Your objective >>
Copy out every record below with complete accuracy.

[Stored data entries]

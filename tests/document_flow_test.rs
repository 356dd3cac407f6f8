use std::sync::Mutex;

use async_trait::async_trait;
use bson::oid::ObjectId;

use autoloc_backend::dto::common_dto::UploadedFile;
use autoloc_backend::model::document::Document;
use autoloc_backend::service::documents;
use autoloc_backend::util::attachments::DocumentDraft;
use autoloc_backend::util::minio::{MinioError, ObjectStore};

const BASE: &str = "http://localhost:9000/autoloc-documents/";

/// Store stub tracking calls, with a switch to make deletes fail.
struct RecordingStore {
    fail_removes: bool,
    removed: Mutex<Vec<String>>,
    uploaded: Mutex<Vec<String>>,
}

impl RecordingStore {
    fn new(fail_removes: bool) -> Self {
        RecordingStore {
            fail_removes,
            removed: Mutex::new(Vec::new()),
            uploaded: Mutex::new(Vec::new()),
        }
    }
}

#[async_trait]
impl ObjectStore for RecordingStore {
    async fn put_object(
        &self,
        object_name: &str,
        _data: Vec<u8>,
        _content_type: Option<&str>,
    ) -> Result<(), MinioError> {
        self.uploaded.lock().unwrap().push(object_name.to_string());
        Ok(())
    }

    async fn remove_object(&self, object_name: &str) -> Result<(), MinioError> {
        if self.fail_removes {
            return Err(MinioError::OperationError("delete refused".to_string()));
        }
        self.removed.lock().unwrap().push(object_name.to_string());
        Ok(())
    }

    fn url_for(&self, object_name: &str) -> String {
        format!("{}{}", BASE, object_name)
    }

    fn key_for(&self, url: &str) -> Option<String> {
        url.strip_prefix(BASE).map(String::from)
    }
}

fn stored(key: &str) -> Document {
    Document {
        name: key.rsplit('/').next().unwrap().to_string(),
        content_type: "application/pdf".to_string(),
        size: 128,
        url: format!("{}{}", BASE, key),
        is_new: false,
    }
}

fn upload(name: &str) -> UploadedFile {
    UploadedFile {
        filename: name.to_string(),
        content_type: "image/jpeg".to_string(),
        content: vec![0xFF; 32],
        size: 32,
    }
}

#[tokio::test]
async fn test_update_keeps_listed_documents_and_uploads_new_ones() {
    let store = RecordingStore::new(false);
    let id = ObjectId::new();
    let keep = stored("customers/abc/permis.pdf");
    let drop = stored("customers/abc/ancienne_carte.pdf");

    let (docs, dropped) = documents::replace_documents(
        &store,
        "customers",
        &id,
        vec![keep.clone(), drop.clone()],
        &[keep.url.clone()],
        &[upload("nouvelle_carte.jpg")],
    )
    .await
    .unwrap();

    assert_eq!(docs.len(), 2);
    assert!(docs.iter().any(|d| d.url == keep.url));
    assert_eq!(dropped.len(), 1);
    assert_eq!(dropped[0].url, drop.url);
    let uploaded = store.uploaded.lock().unwrap();
    assert_eq!(uploaded.len(), 1);
    assert!(uploaded[0].starts_with(&format!("customers/{}/", id.to_hex())));
    assert!(uploaded[0].ends_with(".jpg"));
}

#[tokio::test]
async fn test_replaced_list_never_references_deleted_blobs() {
    // A store that refuses deletes must not leave the persisted list
    // pointing at blobs that are gone: replacement only drops entries
    // from the list, the blob deletes happen after the entity write.
    let store = RecordingStore::new(true);
    let id = ObjectId::new();
    let doc = stored("vehicles/abc/assurance.pdf");

    let (docs, dropped) = documents::replace_documents(
        &store,
        "vehicles",
        &id,
        vec![doc.clone()],
        &[],
        &[upload("vignette.jpg")],
    )
    .await
    .unwrap();

    assert_eq!(docs.len(), 1);
    assert_eq!(docs[0].name, "vignette.jpg");
    assert_eq!(dropped.len(), 1);
    assert!(store.removed.lock().unwrap().is_empty());

    // The post-write cleanup is best effort; a refused delete only
    // orphans the blob.
    documents::remove_all(&store, &dropped).await;
    assert!(store.removed.lock().unwrap().is_empty());
}

#[tokio::test]
async fn test_detach_document_round_trip() {
    let store = RecordingStore::new(false);
    let doc = stored("contracts/abc/contrat.pdf");

    let docs = documents::detach_document(&store, vec![doc.clone()], &doc.url)
        .await
        .unwrap();

    assert!(docs.is_empty());
    assert_eq!(
        store.removed.lock().unwrap().as_slice(),
        ["contracts/abc/contrat.pdf"]
    );
}

#[tokio::test]
async fn test_draft_restore_after_failed_commit_matches_store_state() {
    let store = RecordingStore::new(true);
    let doc = stored("accidents/abc/constat.pdf");
    let mut draft = DocumentDraft::from_existing(vec![doc.clone()]);
    draft.remove_document(&doc.url);

    let res = documents::commit_removals(&store, &mut draft).await;

    assert!(res.is_err());
    // The document is visible again and no deletion is left pending.
    assert_eq!(draft.documents().len(), 1);
    assert!(draft.pending_deletions().is_empty());
}

#[tokio::test]
async fn test_upload_files_builds_persisted_entries() {
    let store = RecordingStore::new(false);
    let id = ObjectId::new();

    let docs = documents::upload_files(&store, "payments", &id, &[upload("recu.jpg")])
        .await
        .unwrap();

    assert_eq!(docs.len(), 1);
    assert_eq!(docs[0].name, "recu.jpg");
    assert_eq!(docs[0].size, 32);
    assert!(!docs[0].is_new);
    assert!(docs[0].url.starts_with(BASE));
}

Task solution >>
filename tests/document_flow_test.rs
repository 356dd3cac407f6f8
use std::sync::Mutex;

use async_trait::async_trait;
use bson::oid::ObjectId;

use autoloc_backend::dto::common_dto::UploadedFile;
use autoloc_backend::model::document::Document;
use autoloc_backend::service::documents;
use autoloc_backend::util::attachments::DocumentDraft;
use autoloc_backend::util::minio::{MinioError, ObjectStore};

const BASE: &str = "http://localhost:9000/autoloc-documents/";

/// Store stub tracking calls, with a switch to make deletes fail.
struct RecordingStore {
    fail_removes: bool,
    removed: Mutex<Vec<String>>,
    uploaded: Mutex<Vec<String>>,
}

impl RecordingStore {
    fn new(fail_removes: bool) -> Self {
        RecordingStore {
            fail_removes,
            removed: Mutex::new(Vec::new()),
            uploaded: Mutex::new(Vec::new()),
        }
    }
}

#[async_trait]
impl ObjectStore for RecordingStore {
    async fn put_object(
        &self,
        object_name: &str,
        _data: Vec<u8>,
        _content_type: Option<&str>,
    ) -> Result<(), MinioError> {
        self.uploaded.lock().unwrap().push(object_name.to_string());
        Ok(())
    }

    async fn remove_object(&self, object_name: &str) -> Result<(), MinioError> {
        if self.fail_removes {
            return Err(MinioError::OperationError("delete refused".to_string()));
        }
        self.removed.lock().unwrap().push(object_name.to_string());
        Ok(())
    }

    fn url_for(&self, object_name: &str) -> String {
        format!("{}{}", BASE, object_name)
    }

    fn key_for(&self, url: &str) -> Option<String> {
        url.strip_prefix(BASE).map(String::from)
    }
}

fn stored(key: &str) -> Document {
    Document {
        name: key.rsplit('/').next().unwrap().to_string(),
        content_type: "application/pdf".to_string(),
        size: 128,
        url: format!("{}{}", BASE, key),
        is_new: false,
    }
}

fn upload(name: &str) -> UploadedFile {
    UploadedFile {
        filename: name.to_string(),
        content_type: "image/jpeg".to_string(),
        content: vec![0xFF; 32],
        size: 32,
    }
}

#[tokio::test]
async fn test_update_keeps_listed_documents_and_uploads_new_ones() {
    let store = RecordingStore::new(false);
    let id = ObjectId::new();
    let keep = stored("customers/abc/permis.pdf");
    let drop = stored("customers/abc/ancienne_carte.pdf");

    let (docs, dropped) = documents::replace_documents(
        &store,
        "customers",
        &id,
        vec![keep.clone(), drop.clone()],
        &[keep.url.clone()],
        &[upload("nouvelle_carte.jpg")],
    )
    .await
    .unwrap();

    assert_eq!(docs.len(), 2);
    assert!(docs.iter().any(|d| d.url == keep.url));
    assert_eq!(dropped.len(), 1);
    assert_eq!(dropped[0].url, drop.url);
    let uploaded = store.uploaded.lock().unwrap();
    assert_eq!(uploaded.len(), 1);
    assert!(uploaded[0].starts_with(&format!("customers/{}/", id.to_hex())));
    assert!(uploaded[0].ends_with(".jpg"));
}

#[tokio::test]
async fn test_replaced_list_never_references_deleted_blobs() {
    // A store that refuses deletes must not leave the persisted list
    // pointing at blobs that are gone: replacement only drops entries
    // from the list, the blob deletes happen after the entity write.
    let store = RecordingStore::new(true);
    let id = ObjectId::new();
    let doc = stored("vehicles/abc/assurance.pdf");

    let (docs, dropped) = documents::replace_documents(
        &store,
        "vehicles",
        &id,
        vec![doc.clone()],
        &[],
        &[upload("vignette.jpg")],
    )
    .await
    .unwrap();

    assert_eq!(docs.len(), 1);
    assert_eq!(docs[0].name, "vignette.jpg");
    assert_eq!(dropped.len(), 1);
    assert!(store.removed.lock().unwrap().is_empty());

    // The post-write cleanup is best effort; a refused delete only
    // orphans the blob.
    documents::remove_all(&store, &dropped).await;
    assert!(store.removed.lock().unwrap().is_empty());
}

#[tokio::test]
async fn test_detach_document_round_trip() {
    let store = RecordingStore::new(false);
    let doc = stored("contracts/abc/contrat.pdf");

    let docs = documents::detach_document(&store, vec![doc.clone()], &doc.url)
        .await
        .unwrap();

    assert!(docs.is_empty());
    assert_eq!(
        store.removed.lock().unwrap().as_slice(),
        ["contracts/abc/contrat.pdf"]
    );
}

#[tokio::test]
async fn test_draft_restore_after_failed_commit_matches_store_state() {
    let store = RecordingStore::new(true);
    let doc = stored("accidents/abc/constat.pdf");
    let mut draft = DocumentDraft::from_existing(vec![doc.clone()]);
    draft.remove_document(&doc.url);

    let res = documents::commit_removals(&store, &mut draft).await;

    assert!(res.is_err());
    // The document is visible again and no deletion is left pending.
    assert_eq!(draft.documents().len(), 1);
    assert!(draft.pending_deletions().is_empty());
}

#[tokio::test]
async fn test_upload_files_builds_persisted_entries() {
    let store = RecordingStore::new(false);
    let id = ObjectId::new();

    let docs = documents::upload_files(&store, "payments", &id, &[upload("recu.jpg")])
        .await
        .unwrap();

    assert_eq!(docs.len(), 1);
    assert_eq!(docs[0].name, "recu.jpg");
    assert_eq!(docs[0].size, 32);
    assert!(!docs[0].is_new);
    assert!(docs[0].url.starts_with(BASE));
}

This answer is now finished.